Acute transvers myelitis (ATM) is a rare and disabling condition in childhood. There are only few reports of clinical profile, prognosis and predictors of ATM from developing countries. To study the clinical profile of children with ATM and predictors of its outcome. Retrospective analysis of children <12 years of age diagnosed with ATM over a period of 6 years from a tertiary care institute. Thirty six children (21 boys, median age-7.5 years) were diagnosed with ATM. Weakness was symmetrical at onset in 27 (75%) children with progression over a median of 2 days (IQR 1-5 days).
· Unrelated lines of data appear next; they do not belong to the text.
use sea_orm_migration::prelude::*;

#[derive(DeriveMigrationName)]
pub struct Migration;

#[async_trait::async_trait]
impl MigrationTrait for Migration {
    async fn up(&self, manager: &SchemaManager) -> Result<(), DbErr> {
        manager
            .create_table(
                Table::create()
                    .table(Failures::Table)
                    .if_not_exists()
                    .col(
                        ColumnDef::new(Failures::Id)
                            .big_integer()
                            .not_null()
                            .auto_increment()
                            .primary_key(),
                    )
                    .col(ColumnDef::new(Failures::Title).string().not_null())
                    .col(ColumnDef::new(Failures::Pillar).string().not_null())
                    .col(ColumnDef::new(Failures::Description).text().not_null())
                    .col(ColumnDef::new(Failures::SearchHint).text())
                    .to_owned(),
            )
            .await?;

        manager
            .create_table(
                Table::create()
                    .table(QueueItems::Table)
                    .if_not_exists()
                    .col(
                        ColumnDef::new(QueueItems::Id)
                            .big_integer()
                            .not_null()
                            .auto_increment()
                            .primary_key(),
                    )
                    .col(ColumnDef::new(QueueItems::FailureId).big_integer().not_null())
                    .col(ColumnDef::new(QueueItems::QueryText).text().not_null())
                    .col(ColumnDef::new(QueueItems::Language).string().not_null())
                    .col(ColumnDef::new(QueueItems::Provider).string().not_null())
                    .col(ColumnDef::new(QueueItems::Priority).integer().not_null().default(0))
                    .col(ColumnDef::new(QueueItems::Attempts).integer().not_null().default(0))
                    .col(ColumnDef::new(QueueItems::MaxAttempts).integer().not_null().default(3))
                    .col(
                        ColumnDef::new(QueueItems::Status)
                            .string()
                            .not_null()
                            .default("pending"),
                    )
                    .col(
                        ColumnDef::new(QueueItems::CreatedAt)
                            .timestamp_with_time_zone()
                            .not_null()
                            .default(Expr::current_timestamp()),
                    )
                    .col(ColumnDef::new(QueueItems::ClaimedAt).timestamp_with_time_zone())
                    .foreign_key(
                        ForeignKey::create()
                            .from(QueueItems::Table, QueueItems::FailureId)
                            .to(Failures::Table, Failures::Id)
                            .on_delete(ForeignKeyAction::Cascade),
                    )
                    .to_owned(),
            )
            .await?;

        manager
            .create_table(
                Table::create()
                    .table(Results::Table)
                    .if_not_exists()
                    .col(
                        ColumnDef::new(Results::Id)
                            .big_integer()
                            .not_null()
                            .auto_increment()
                            .primary_key(),
                    )
                    .col(ColumnDef::new(Results::FailureId).big_integer().not_null())
                    .col(ColumnDef::new(Results::Title).text().not_null())
                    .col(ColumnDef::new(Results::Description).text().not_null())
                    .col(ColumnDef::new(Results::Url).text().not_null())
                    .col(ColumnDef::new(Results::ProviderType).string().not_null())
                    .col(ColumnDef::new(Results::Country).string())
                    .col(ColumnDef::new(Results::Language).string().not_null())
                    .col(ColumnDef::new(Results::Query).text())
                    .col(
                        ColumnDef::new(Results::ConfidenceScore)
                            .double()
                            .not_null()
                            .default(0.5),
                    )
                    .col(ColumnDef::new(Results::Occurrences).integer().not_null().default(1))
                    .col(ColumnDef::new(Results::OriginProvider).string().not_null())
                    .col(
                        ColumnDef::new(Results::ContentHash)
                            .string()
                            .not_null()
                            .unique_key(),
                    )
                    .col(
                        ColumnDef::new(Results::UrlValid)
                            .boolean()
                            .not_null()
                            .default(true),
                    )
                    .col(
                        ColumnDef::new(Results::CreatedAt)
                            .timestamp_with_time_zone()
                            .not_null()
                            .default(Expr::current_timestamp()),
                    )
                    .col(
                        ColumnDef::new(Results::UpdatedAt)
                            .timestamp_with_time_zone()
                            .not_null()
                            .default(Expr::current_timestamp()),
                    )
                    .col(ColumnDef::new(Results::TitlePt).text())
                    .col(ColumnDef::new(Results::DescriptionPt).text())
                    .col(ColumnDef::new(Results::TitleEn).text())
                    .col(ColumnDef::new(Results::DescriptionEn).text())
                    .foreign_key(
                        ForeignKey::create()
                            .from(Results::Table, Results::FailureId)
                            .to(Failures::Table, Failures::Id)
                            .on_delete(ForeignKeyAction::Cascade),
                    )
                    .to_owned(),
            )
            .await?;

        manager
            .create_table(
                Table::create()
                    .table(HistoryEntries::Table)
                    .if_not_exists()
                    .col(
                        ColumnDef::new(HistoryEntries::Id)
                            .big_integer()
                            .not_null()
                            .auto_increment()
                            .primary_key(),
                    )
                    .col(ColumnDef::new(HistoryEntries::FailureId).big_integer().not_null())
                    .col(ColumnDef::new(HistoryEntries::Query).text().not_null())
                    .col(ColumnDef::new(HistoryEntries::Language).string().not_null())
                    .col(ColumnDef::new(HistoryEntries::Provider).string().not_null())
                    .col(ColumnDef::new(HistoryEntries::Status).string().not_null())
                    .col(
                        ColumnDef::new(HistoryEntries::ResultsFound)
                            .integer()
                            .not_null()
                            .default(0),
                    )
                    .col(ColumnDef::new(HistoryEntries::ErrorMessage).text())
                    .col(ColumnDef::new(HistoryEntries::ElapsedSeconds).double())
                    .col(
                        ColumnDef::new(HistoryEntries::ExecutedAt)
                            .timestamp_with_time_zone()
                            .not_null()
                            .default(Expr::current_timestamp()),
                    )
                    .foreign_key(
                        ForeignKey::create()
                            .from(HistoryEntries::Table, HistoryEntries::FailureId)
                            .to(Failures::Table, Failures::Id)
                            .on_delete(ForeignKeyAction::Cascade),
                    )
                    .to_owned(),
            )
            .await?;

        manager
            .create_index(
                Index::create()
                    .name("idx_results_failure")
                    .table(Results::Table)
                    .col(Results::FailureId)
                    .to_owned(),
            )
            .await?;
        manager
            .create_index(
                Index::create()
                    .name("idx_results_score")
                    .table(Results::Table)
                    .col(Results::ConfidenceScore)
                    .to_owned(),
            )
            .await?;
        manager
            .create_index(
                Index::create()
                    .name("idx_queue_status_priority")
                    .table(QueueItems::Table)
                    .col(QueueItems::Status)
                    .col(QueueItems::Priority)
                    .to_owned(),
            )
            .await?;
        manager
            .create_index(
                Index::create()
                    .name("idx_history_failure")
                    .table(HistoryEntries::Table)
                    .col(HistoryEntries::FailureId)
                    .to_owned(),
            )
            .await?;

        Ok(())
    }

    async fn down(&self, manager: &SchemaManager) -> Result<(), DbErr> {
        manager.drop_table(Table::drop().table(HistoryEntries::Table).to_owned()).await?;
        manager.drop_table(Table::drop().table(Results::Table).to_owned()).await?;
        manager.drop_table(Table::drop().table(QueueItems::Table).to_owned()).await?;
        manager.drop_table(Table::drop().table(Failures::Table).to_owned()).await?;
        Ok(())
    }
}

#[derive(DeriveIden)]
enum Failures {
    Table,
    Id,
    Title,
    Pillar,
    Description,
    SearchHint,
}

#[derive(DeriveIden)]
enum QueueItems {
    Table,
    Id,
    FailureId,
    QueryText,
    Language,
    Provider,
    Priority,
    Attempts,
    MaxAttempts,
    Status,
    CreatedAt,
    ClaimedAt,
}

#[derive(DeriveIden)]
enum Results {
    Table,
    Id,
    FailureId,
    Title,
    Description,
    Url,
    ProviderType,
    Country,
    Language,
    Query,
    ConfidenceScore,
    Occurrences,
    OriginProvider,
    ContentHash,
    UrlValid,
    CreatedAt,
    UpdatedAt,
    TitlePt,
    DescriptionPt,
    TitleEn,
    DescriptionEn,
}

#[derive(DeriveIden)]
enum HistoryEntries {
    Table,
    Id,
    FailureId,
    Query,
    Language,
    Provider,
    Status,
    ResultsFound,
    ErrorMessage,
    ElapsedSeconds,
    ExecutedAt,
}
Severe weakness at onset with lower limb power ≤ 1/5 on MRC scale was present in 27 (75%), a sensory level in 25(69.4%) and bladder dysfunction in 31(86.1%) children. MRI showed longitudinal extensive myelitis (LETM) in 27 (75%) children and the thoracic cord was most commonly affected [18 (50%)]. On a median follow up of 35 months (range IQR 11-57 months); 15 (41.7%) were non ambulatory or required assistance to walk. Severe weakness at onset with power ≤ 1 on MRC scale, spinal shock, respiratory muscle weakness, mechanical ventilation, greater mean time to diagnosis and treatment was associated with bad outcome. ATM was a monophasic illness in all, except in 3 children; all with neuromyelitis optica spectrum disorder. Progression to multiple sclerosis was not seen in any child in our cohort. In this series of childhood ATM from North India, the disease was severe, monophasic and involved long segments (≥ 3) of cord in majority. Nearly half the children remain dependent on follow up. Delayed diagnosis and delayed initiation of steroid therapy was associated with poor outcome.